El fatalismo aliado con la pereza nos arrastra a admitir que los acontecimientos pasados inevitablemente tenían que suceder así como se dieron; que el presente no podría ser otro; y que el futuro ya está fatalmente predestinado. La cadena de sucesos y sus consecuencias, presentados recientemente, son de una perversa maquinación del destino contra la cual nuestras actuaciones no hacen la menor mella. Es solo atar cabos para entender que todo estaba escrito en un lenguaje compuesto de códigos no muy difícil de descifrar. Ante la confirmación de que para cada efecto hay una causa tangible, no podemos sino llenarnos de triste escepticismo lo que nos ha llevado a un fatalismo perezoso del que sufrimos buena parte de los colombianos.
Hay quienes se remontan al gobierno de Pastrana y sus diálogos del Caguán para ver que estamos predestinados a hacernos a la idea de lo inevitable, que el próximo siete de agosto el país cae en manos de quienes, como hienas, esperan durante décadas causar las heridas fatales a un país que había logrado mantenerse en pie, contra todo pronostico, habiendo sufrido el acecho del terrorismo, del narcotráfico, del comunismo internacional y de un cáncer interno de corrupción que lo carcome por dentro.
Otros consideran que fue la llegada de Uribe al poder y su reelección la que abrió la puerta a la toma del poder por Petro y sus aliados. No deja de ser paradójico cuando en el imaginario colectivo se considera a ese presidente como el acérrimo enemigo de la izquierda radical. Pero cuando nos ponen de presente que le abrió las puertas a quien convertiría sus dos períodos presidenciales en la plataforma para la instalación de una democracia híbrida que le daría legitimidad a quienes, habiendo cometido crímenes atroces, ocuparían los lugares claves del poder.
También los hay que ven en Duque el alcahueta de su antecesor, siguiendo las directrices de Soros y de los organismos internacionales, lo que permitiría el fortalecimiento de Santos y sus compinches que ahora se regodean con el triunfo maquiavélico que acaban de asestar a Colombia.
Sea una u otra, o la combinación de las anteriores, lo que arme el rompecabezas, lo que queda es el sabor amargo de que nos jugaron sucio y se salieron con la suya. El marasmo que experimentamos es fruto de vernos no solo derrotados sino también humillados y ofendidos sin posibilidad de réplica. Unos pocos están en la tarea de denunciar el fraude y mantienen cierto espíritu de lucha que se expresa en una llama que poco a poco se va apagando cuando no encuentra eco entre los diez millones que le seguimos el juego a lo que se ha venido descubriendo como la farsa con la que se armó el teatro de las elecciones presidenciales a la que se prestaron los Ficos y los Rodolfos en la operación avispa tan siniestramente montada por Santos y su gente desde hace un año.
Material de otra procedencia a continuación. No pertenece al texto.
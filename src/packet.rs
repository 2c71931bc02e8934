// ABOUTME: Frames and deframes MMS packets: 2-byte ASCII marker, 2-byte little-endian length, payload
// ABOUTME: Never re-encodes a received packet; the raw wire image is what gets retransmitted downstream

use bytes::{Buf, Bytes};
use std::io::Cursor;
use thiserror::Error;

/// The marker byte pair that opens every MMS packet.
#[derive(Debug, Clone, Copy, PartialEq, Eq)]
pub enum Marker {
    /// `$H` - info packet, carries the pre-header + ASF metadata.
    Info,
    /// `$D` - media data.
    Data,
    /// `?D` - media data, alternate marker used by some origins.
    DataAlt,
    /// `$E` - end of stream.
    End,
    /// `$C` - changing media.
    ChangingMedia,
    /// `$M` - metadata.
    Metadata,
    /// `$P` - pair data.
    Pair,
}

impl Marker {
    fn from_bytes(bytes: [u8; 2]) -> Option<Marker> {
        match &bytes {
            b"$H" => Some(Marker::Info),
            b"$D" => Some(Marker::Data),
            b"?D" => Some(Marker::DataAlt),
            b"$E" => Some(Marker::End),
            b"$C" => Some(Marker::ChangingMedia),
            b"$M" => Some(Marker::Metadata),
            b"$P" => Some(Marker::Pair),
            _ => None,
        }
    }

    fn to_bytes(self) -> [u8; 2] {
        match self {
            Marker::Info => *b"$H",
            Marker::Data => *b"$D",
            Marker::DataAlt => *b"?D",
            Marker::End => *b"$E",
            Marker::ChangingMedia => *b"$C",
            Marker::Metadata => *b"$M",
            Marker::Pair => *b"$P",
        }
    }
}

#[derive(Debug, Error)]
pub enum CodecError {
    #[error("incomplete packet: need more data")]
    Incomplete,

    #[error("unrecognized marker {0:?}")]
    UnknownMarker([u8; 2]),
}

/// One framed MMS packet.
///
/// `raw` holds the exact wire bytes (marker + length + payload) as received;
/// it is what the downstream server retransmits, never `payload` re-encoded.
#[derive(Debug, Clone)]
pub struct Packet {
    pub marker: Marker,
    pub payload: Bytes,
    pub raw: Bytes,
}

impl Packet {
    pub fn new(marker: Marker, payload: Bytes) -> Packet {
        let mut raw = Vec::with_capacity(4 + payload.len());
        raw.extend_from_slice(&marker.to_bytes());
        raw.extend_from_slice(&(payload.len() as u16).to_le_bytes());
        raw.extend_from_slice(&payload);
        Packet {
            marker,
            payload,
            raw: Bytes::from(raw),
        }
    }

    pub fn is_info(&self) -> bool {
        self.marker == Marker::Info
    }

    pub fn is_last(&self) -> bool {
        self.marker == Marker::End
    }

    pub fn raw_bytes(&self) -> &Bytes {
        &self.raw
    }
}

/// Checks whether `buf` holds a complete packet without allocating.
///
/// Mirrors the check/parse split used elsewhere in this crate's frame handling:
/// callers probe with `check`, and only call `decode_one` once enough bytes exist.
pub fn check(buf: &mut Cursor<&[u8]>) -> Result<(), CodecError> {
    if buf.remaining() < 4 {
        return Err(CodecError::Incomplete);
    }
    let mut marker_bytes = [0u8; 2];
    buf.copy_to_slice(&mut marker_bytes);
    let len = buf.get_u16_le() as usize;
    if buf.remaining() < len {
        return Err(CodecError::Incomplete);
    }
    Ok(())
}

/// Decodes a single packet from the front of `buf`, advancing the cursor past it.
///
/// Returns `Err(CodecError::Incomplete)` if the buffer doesn't yet hold a full
/// packet; the caller should read more bytes and retry.
pub fn decode_one(buf: &mut Cursor<&[u8]>) -> Result<Packet, CodecError> {
    if buf.remaining() < 4 {
        return Err(CodecError::Incomplete);
    }
    let mut marker_bytes = [0u8; 2];
    buf.copy_to_slice(&mut marker_bytes);
    let len = buf.get_u16_le() as usize;
    if buf.remaining() < len {
        return Err(CodecError::Incomplete);
    }
    let marker = Marker::from_bytes(marker_bytes).ok_or(CodecError::UnknownMarker(marker_bytes))?;
    let mut payload = vec![0u8; len];
    buf.copy_to_slice(&mut payload);
    Ok(Packet::new(marker, Bytes::from(payload)))
}

/// The first `$H` packet of a session: an 8-byte MMS pre-header followed by an ASF header block.
pub struct InfoPacket {
    pub packet: Packet,
    pub metadata: crate::asf::AsfMetadata,
}

const PRE_HEADER_LEN: usize = 8;

impl InfoPacket {
    pub fn from_packet(packet: Packet) -> InfoPacket {
        let asf_bytes = if packet.payload.len() > PRE_HEADER_LEN {
            &packet.payload[PRE_HEADER_LEN..]
        } else {
            &packet.payload[..0]
        };
        let metadata = crate::asf::parse(asf_bytes);
        InfoPacket { packet, metadata }
    }

    pub fn raw_bytes(&self) -> &Bytes {
        &self.packet.raw
    }
}

#[cfg(test)]
mod tests {
    use super::*;

    #[test]
    fn round_trip_preserves_raw_bytes_and_marker() {
        let packet = Packet::new(Marker::Data, Bytes::from_static(b"hello"));
        let raw = packet.raw_bytes().clone();

        let mut cursor = Cursor::new(&raw[..]);
        let decoded = decode_one(&mut cursor).expect("decode");

        assert_eq!(decoded.marker, Marker::Data);
        assert_eq!(decoded.raw, packet.raw);
        assert_eq!(decoded.payload, Bytes::from_static(b"hello"));
    }

    #[test]
    fn incomplete_buffer_reports_incomplete() {
        let raw = [b'$', b'D', 0x05, 0x00, 1, 2]; // says 5 bytes payload, only has 2
        let mut cursor = Cursor::new(&raw[..]);
        assert!(matches!(decode_one(&mut cursor), Err(CodecError::Incomplete)));
    }

    #[test]
    fn unknown_marker_is_rejected() {
        let raw = [b'X', b'X', 0x00, 0x00];
        let mut cursor = Cursor::new(&raw[..]);
        assert!(matches!(decode_one(&mut cursor), Err(CodecError::UnknownMarker(_))));
    }

    #[test]
    fn end_marker_is_recognized_as_last() {
        let packet = Packet::new(Marker::End, Bytes::new());
        assert!(packet.is_last());
        assert!(!packet.is_info());
    }

    #[test]
    fn info_packet_skips_pre_header_before_asf_parsing() {
        let mut payload = vec![0u8; PRE_HEADER_LEN];
        payload.extend_from_slice(&[0xAAu8; 16]); // garbage GUID, no crash expected
        payload.extend_from_slice(&24u64.to_le_bytes());
        let packet = Packet::new(Marker::Info, Bytes::from(payload));
        let info = InfoPacket::from_packet(packet);
        assert!(info.metadata.media_info.is_empty());
    }
}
Así las cosas no es de extrañar que nos sintamos muy, pero muy achicopalados. Hay distintas teorías que comparten un principio fundamental. De lo que se trata es de la lucha entre el bien y el mal, entre Jesús y Satanás, entre Dios y Lucifer, como se les quiera llamar cuando el diablo tiene siete nombres. Gracias a la crónica de Castro Caicedo, que lleva por título “La bruja”, podemos enterarnos de la íntima unión entre la brujería y la política durante el gobierno de Turbay. Es tan solo echarle un ojo a Cuba, Venezuela y especialmente Nicaragua ,en donde su vicepresidente es una bruja declarada que realiza sus rituales a la vista de todos, para ponernos a la defensiva ante el poder oscuro que hace su presencia en la región sin que Colombia esté exento de él.
Ver a un líder de la talla de Álvaro Uribe en estado catatónico, bajo el pretexto de estar arrinconado con un ridículo proceso que supera a la imaginación de Kafka, en el momento en que más se le requiere debe tener una explicación sobrenatural o eso suponemos quienes no admitimos que sus extrañas actuaciones sean fruto de la cobardía o la traición. Tampoco me cabe en la cabeza, y no veo cómo justificarlo, que un candidato de la talla de Óscar Iván Zuluaga se acobarde en último momento luego de brindar una batalla sin cuartel, saliendo vencedor, ante las falsas acusaciones de quien le robó las elecciones. Qué le hicieron un hechizo… cualquier cosa podemos imaginar cuando la razón se ve superada por la sinrazón.
El aletargamiento que sufrimos y la pasividad ante esta toma del poder, descarada y sin ningún pudor, de quien portará la banda presidencial, que debería ser más bien un mandil que le sentaría mejor al ungido, no tiene tampoco explicación lógica. No ha habido la menor manifestación, no porque somos diferentes y nos caracterizamos por ser pacíficos, no señor, es porque somos más, pero más ingenuos, más tontos, más tolerantes con el fraude, más sumisos. Es urgente cambiar de actitud o nos lleva el diablo.